Dataset entries:
▼
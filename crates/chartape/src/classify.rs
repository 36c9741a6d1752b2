//! Byte classification driving every stepping operation in this crate.
//!
//! The table maps a byte to the width of the UTF-8 sequence it leads: 1 for
//! ASCII, 2–4 for multi-byte leads, and 0 for anything that cannot begin a
//! sequence (nul, continuation bytes, the overlong leads `C0`/`C1`, and
//! `F5`..=`FF`). Zero for nul is what lets iteration stop at a terminator
//! without a separate length check.
//!
//! This is a classifier, not a validator: continuation bytes after a lead are
//! never inspected, so malformed sequences still step by the lead's claimed
//! width. Callers that must make progress over stray zero-width bytes apply
//! their own guard (see `cursor`).

#[rustfmt::skip]
const SEQ_WIDTH: [u8; 256] = [
 // 0  1  2  3  4  5  6  7  8  9  A  B  C  D  E  F
    0, 1, 1, 1, 1, 1, 1, 1, 1, 1, 1, 1, 1, 1, 1, 1, // 0
    1, 1, 1, 1, 1, 1, 1, 1, 1, 1, 1, 1, 1, 1, 1, 1, // 1
    1, 1, 1, 1, 1, 1, 1, 1, 1, 1, 1, 1, 1, 1, 1, 1, // 2
    1, 1, 1, 1, 1, 1, 1, 1, 1, 1, 1, 1, 1, 1, 1, 1, // 3
    1, 1, 1, 1, 1, 1, 1, 1, 1, 1, 1, 1, 1, 1, 1, 1, // 4
    1, 1, 1, 1, 1, 1, 1, 1, 1, 1, 1, 1, 1, 1, 1, 1, // 5
    1, 1, 1, 1, 1, 1, 1, 1, 1, 1, 1, 1, 1, 1, 1, 1, // 6
    1, 1, 1, 1, 1, 1, 1, 1, 1, 1, 1, 1, 1, 1, 1, 1, // 7
    0, 0, 0, 0, 0, 0, 0, 0, 0, 0, 0, 0, 0, 0, 0, 0, // 8
    0, 0, 0, 0, 0, 0, 0, 0, 0, 0, 0, 0, 0, 0, 0, 0, // 9
    0, 0, 0, 0, 0, 0, 0, 0, 0, 0, 0, 0, 0, 0, 0, 0, // A
    0, 0, 0, 0, 0, 0, 0, 0, 0, 0, 0, 0, 0, 0, 0, 0, // B
    0, 0, 2, 2, 2, 2, 2, 2, 2, 2, 2, 2, 2, 2, 2, 2, // C
    2, 2, 2, 2, 2, 2, 2, 2, 2, 2, 2, 2, 2, 2, 2, 2, // D
    3, 3, 3, 3, 3, 3, 3, 3, 3, 3, 3, 3, 3, 3, 3, 3, // E
    4, 4, 4, 4, 4, 0, 0, 0, 0, 0, 0, 0, 0, 0, 0, 0, // F
];

/// Width in bytes of the UTF-8 sequence led by `byte`, or 0 if `byte` cannot
/// begin one.
///
/// ```
/// assert_eq!(chartape::sequence_width(b'a'), 1);
/// assert_eq!(chartape::sequence_width(0xC3), 2);
/// assert_eq!(chartape::sequence_width(0x80), 0);
/// ```
#[inline]
#[must_use]
pub fn sequence_width(byte: u8) -> usize {
    usize::from(SEQ_WIDTH[usize::from(byte)])
}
▲
Copy the data word for word.

filename crates/chartape/src/classify.rs
repository 36c9741a6d1752b2
//! Byte classification driving every stepping operation in this crate.
//!
//! The table maps a byte to the width of the UTF-8 sequence it leads: 1 for
//! ASCII, 2–4 for multi-byte leads, and 0 for anything that cannot begin a
//! sequence (nul, continuation bytes, the overlong leads `C0`/`C1`, and
//! `F5`..=`FF`). Zero for nul is what lets iteration stop at a terminator
//! without a separate length check.
//!
//! This is a classifier, not a validator: continuation bytes after a lead are
//! never inspected, so malformed sequences still step by the lead's claimed
//! width. Callers that must make progress over stray zero-width bytes apply
//! their own guard (see `cursor`).

#[rustfmt::skip]
const SEQ_WIDTH: [u8; 256] = [
 // 0  1  2  3  4  5  6  7  8  9  A  B  C  D  E  F
    0, 1, 1, 1, 1, 1, 1, 1, 1, 1, 1, 1, 1, 1, 1, 1, // 0
    1, 1, 1, 1, 1, 1, 1, 1, 1, 1, 1, 1, 1, 1, 1, 1, // 1
    1, 1, 1, 1, 1, 1, 1, 1, 1, 1, 1, 1, 1, 1, 1, 1, // 2
    1, 1, 1, 1, 1, 1, 1, 1, 1, 1, 1, 1, 1, 1, 1, 1, // 3
    1, 1, 1, 1, 1, 1, 1, 1, 1, 1, 1, 1, 1, 1, 1, 1, // 4
    1, 1, 1, 1, 1, 1, 1, 1, 1, 1, 1, 1, 1, 1, 1, 1, // 5
    1, 1, 1, 1, 1, 1, 1, 1, 1, 1, 1, 1, 1, 1, 1, 1, // 6
    1, 1, 1, 1, 1, 1, 1, 1, 1, 1, 1, 1, 1, 1, 1, 1, // 7
    0, 0, 0, 0, 0, 0, 0, 0, 0, 0, 0, 0, 0, 0, 0, 0, // 8
    0, 0, 0, 0, 0, 0, 0, 0, 0, 0, 0, 0, 0, 0, 0, 0, // 9
    0, 0, 0, 0, 0, 0, 0, 0, 0, 0, 0, 0, 0, 0, 0, 0, // A
    0, 0, 0, 0, 0, 0, 0, 0, 0, 0, 0, 0, 0, 0, 0, 0, // B
    0, 0, 2, 2, 2, 2, 2, 2, 2, 2, 2, 2, 2, 2, 2, 2, // C
    2, 2, 2, 2, 2, 2, 2, 2, 2, 2, 2, 2, 2, 2, 2, 2, // D
    3, 3, 3, 3, 3, 3, 3, 3, 3, 3, 3, 3, 3, 3, 3, 3, // E
    4, 4, 4, 4, 4, 0, 0, 0, 0, 0, 0, 0, 0, 0, 0, 0, // F
];

/// Width in bytes of the UTF-8 sequence led by `byte`, or 0 if `byte` cannot
/// begin one.
///
/// ```
/// assert_eq!(chartape::sequence_width(b'a'), 1);
/// assert_eq!(chartape::sequence_width(0xC3), 2);
/// assert_eq!(chartape::sequence_width(0x80), 0);
/// ```
#[inline]
#[must_use]
pub fn sequence_width(byte: u8) -> usize {
    usize::from(SEQ_WIDTH[usize::from(byte)])
}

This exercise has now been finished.